==== PROVIDED DATA ====

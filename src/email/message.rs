//! src/email/message.rs
use crate::domain::{Address, Sender};
use crate::email::RelayError;
use lettre::message::{header::ContentType, Mailbox};
use lettre::Message;

#[derive(Debug)]
pub struct OutgoingEmail<'a> {
    pub sender: &'a Sender,
    pub to: &'a Address,
    pub subject: &'a str,
    pub html_content: &'a str,
}

pub struct EmailBuilder<'a> {
    sender: &'a Sender,
    to: &'a Address,
    subject: &'a str,
    html_content: &'a str,
}

impl<'a> EmailBuilder<'a> {
    pub fn new(sender: &'a Sender, to: &'a Address) -> Self {
        Self {
            sender,
            to,
            subject: "",
            html_content: "",
        }
    }

    pub fn subject(mut self, subject: &'a str) -> Self {
        self.subject = subject;
        self
    }

    pub fn html_content(mut self, html_content: &'a str) -> Self {
        self.html_content = html_content;
        self
    }

    pub fn build(self) -> OutgoingEmail<'a> {
        OutgoingEmail {
            sender: self.sender,
            to: self.to,
            subject: self.subject,
            html_content: self.html_content,
        }
    }
}

impl<'a> OutgoingEmail<'a> {
    pub fn builder(sender: &'a Sender, to: &'a Address) -> EmailBuilder<'a> {
        EmailBuilder::new(sender, to)
    }

    /// Renders the email as an HTML-only MIME message.
    pub fn to_message(&self) -> Result<Message, RelayError> {
        let from = Mailbox::new(
            Some(self.sender.name().as_ref().to_owned()),
            self.sender.address().as_ref().parse()?,
        );
        let to = Mailbox::new(None, self.to.as_ref().parse()?);

        let message = Message::builder()
            .from(from)
            .to(to)
            .subject(self.subject)
            .header(ContentType::TEXT_HTML)
            .body(self.html_content.to_owned())?;

        Ok(message)
    }
}
//! src/dispatch/report.rs
use crate::dispatch::{Delivery, Outcome};
use crate::domain::Address;
use serde::Serialize;

/// How many failures a [`RunSummary`] lists.
pub const REPORTED_FAILURES: usize = 10;

#[derive(Debug, Clone, PartialEq, Eq, Serialize)]
pub struct Failure {
    pub email: Address,
    pub error: String,
}

/// Everything known about a finished run.
#[derive(Debug, Clone, Default, PartialEq, Eq)]
pub struct RunReport {
    /// Valid, deduplicated addresses before the daily cap was applied.
    pub total: usize,
    pub attempted: usize,
    /// Addresses left out by the daily cap.
    pub skipped: usize,
    pub sent: usize,
    pub failed: usize,
    /// Every failure, in the order it was recorded.
    pub failures: Vec<Failure>,
}

impl RunReport {
    /// The caller-facing view: `total` counts only the addresses that were
    /// attempted, and at most [`REPORTED_FAILURES`] failures are listed.
    pub fn summary(&self) -> RunSummary {
        RunSummary {
            total: self.attempted,
            sent: self.sent,
            failed: self.failed,
            errors: self
                .failures
                .iter()
                .take(REPORTED_FAILURES)
                .cloned()
                .collect(),
            candidates: self.total,
            skipped: self.skipped,
        }
    }
}

#[derive(Debug, Clone, PartialEq, Eq, Serialize)]
pub struct RunSummary {
    pub total: usize,
    pub sent: usize,
    pub failed: usize,
    pub errors: Vec<Failure>,
    pub candidates: usize,
    pub skipped: usize,
}

/// Sole owner of a run's report while batches are in flight.
///
/// Deliveries are folded in one at a time after each batch has joined, so the
/// counters never see concurrent writers.
#[derive(Debug)]
pub struct RunAggregator {
    report: RunReport,
}

impl RunAggregator {
    pub fn new(total: usize, skipped: usize) -> Self {
        Self {
            report: RunReport {
                total,
                skipped,
                ..RunReport::default()
            },
        }
    }

    pub fn record(&mut self, delivery: Delivery) {
        self.report.attempted += 1;
        match delivery.outcome {
            Outcome::Sent => self.report.sent += 1,
            Outcome::Failed(error) => {
                self.report.failed += 1;
                self.report.failures.push(Failure {
                    email: delivery.address,
                    error,
                });
            }
        }
    }

    pub fn record_all(&mut self, deliveries: impl IntoIterator<Item = Delivery>) {
        for delivery in deliveries {
            self.record(delivery);
        }
    }

    pub fn finish(self) -> RunReport {
        self.report
    }
}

====

EXERCISE DIRECTIONS:
Looking at the data above, state how many of its lines contain the word "RunAggregator", and give nothing but that number.

PROBLEM SOLUTION:
2